Rumah itu sangat sumpek dengan dua jendela yang berbentuk persegi empat. Hanya ada dua kamar dengan kasur dari kapuk sebagai tempat tidur. Jiwo tak menjumpai kipas angin atau AC yang tergantung di dinding–seperti yang ada di rumah yang pernah ia curi. Udara di dalam rumah ini lebih pengap dibanding di penjara. Jiwo membuka jendela. Udara pengap dan panas seperti kukusan langsung terdorong, terhempas setelah dibukanya kedua jendela.

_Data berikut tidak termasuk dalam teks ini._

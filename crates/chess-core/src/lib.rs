//! Core types for chess.
//!
//! This crate provides the board-independent building blocks used by the
//! engine:
//! - [`Color`] and [`PieceKind`] for piece identity
//! - [`Square`], [`File`], and [`Rank`] for board coordinates
//! - the [`vector`] module with step/ray geometry over square indices
//! - [`MoveFlag`] and [`MoveText`] for tagging and printing moves
//! - FEN field parsing ([`FenFields`])
//!
//! Squares are numbered 0-63 from the top-left corner of the board: index 0
//! is `a8`, index 7 is `h8`, index 63 is `h1`.

mod color;
mod error;
mod fen;
mod mov;
mod piece;
mod square;
pub mod vector;

pub use color::Color;
pub use error::SquareError;
pub use fen::{CastlingField, FenError, FenFields, Placement};
pub use mov::{MoveFlag, MoveText};
pub use piece::PieceKind;
pub use square::{File, Rank, Square};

“Bagaimana kalian bisa tahan hidup di kotak sabun begini?” tanya Jiwo yang sedang berkutat memandang sekeliling rumah.
“Bapak kan hanya tukang, untuk makan saja pas-pasan, mana bisa beli rumah yang layak.”
“Setelah ini aku janji akan cari kerja yang halal, biar bisa membeli rumah untuk kalian.”
***
Kebebasan memang selalu layak dirayakan. Maka selepas keluar dari penjara, yang ia inginkan hanyalah mengunjungi kedai kopi di ujung gang. Menikmati secangkir kopi adalah cara terbaik melengkapi kebahagiaan. Begitulah yang Jiwo rasakan.
Kedai kopi ini nyaris tak ada yang berubah. Seolah-olah ada orang-orang yang bersikeras mempertahankan kenangan. Meja dan kursi kayu masih tetap yang sama, hanya terlihat lebih tua dan gelap. Yang dulu tak ada, hanyalah sebuah poster bergambar anak muda yang sedang beraksi dengan gitar elektrik, terpasang di dinding. Ada tulisan di bawahnya, seperti lirik lagu. Jiwo berusaha tersenyum, ketika mendapatkan tatapan aneh dari pengunjung kedai. Sejarah memang aneh, dulu ia ditakuti, tapi sekarang ia seperti tak dihargai. Ia hanya menarik napas, menerima keadaan.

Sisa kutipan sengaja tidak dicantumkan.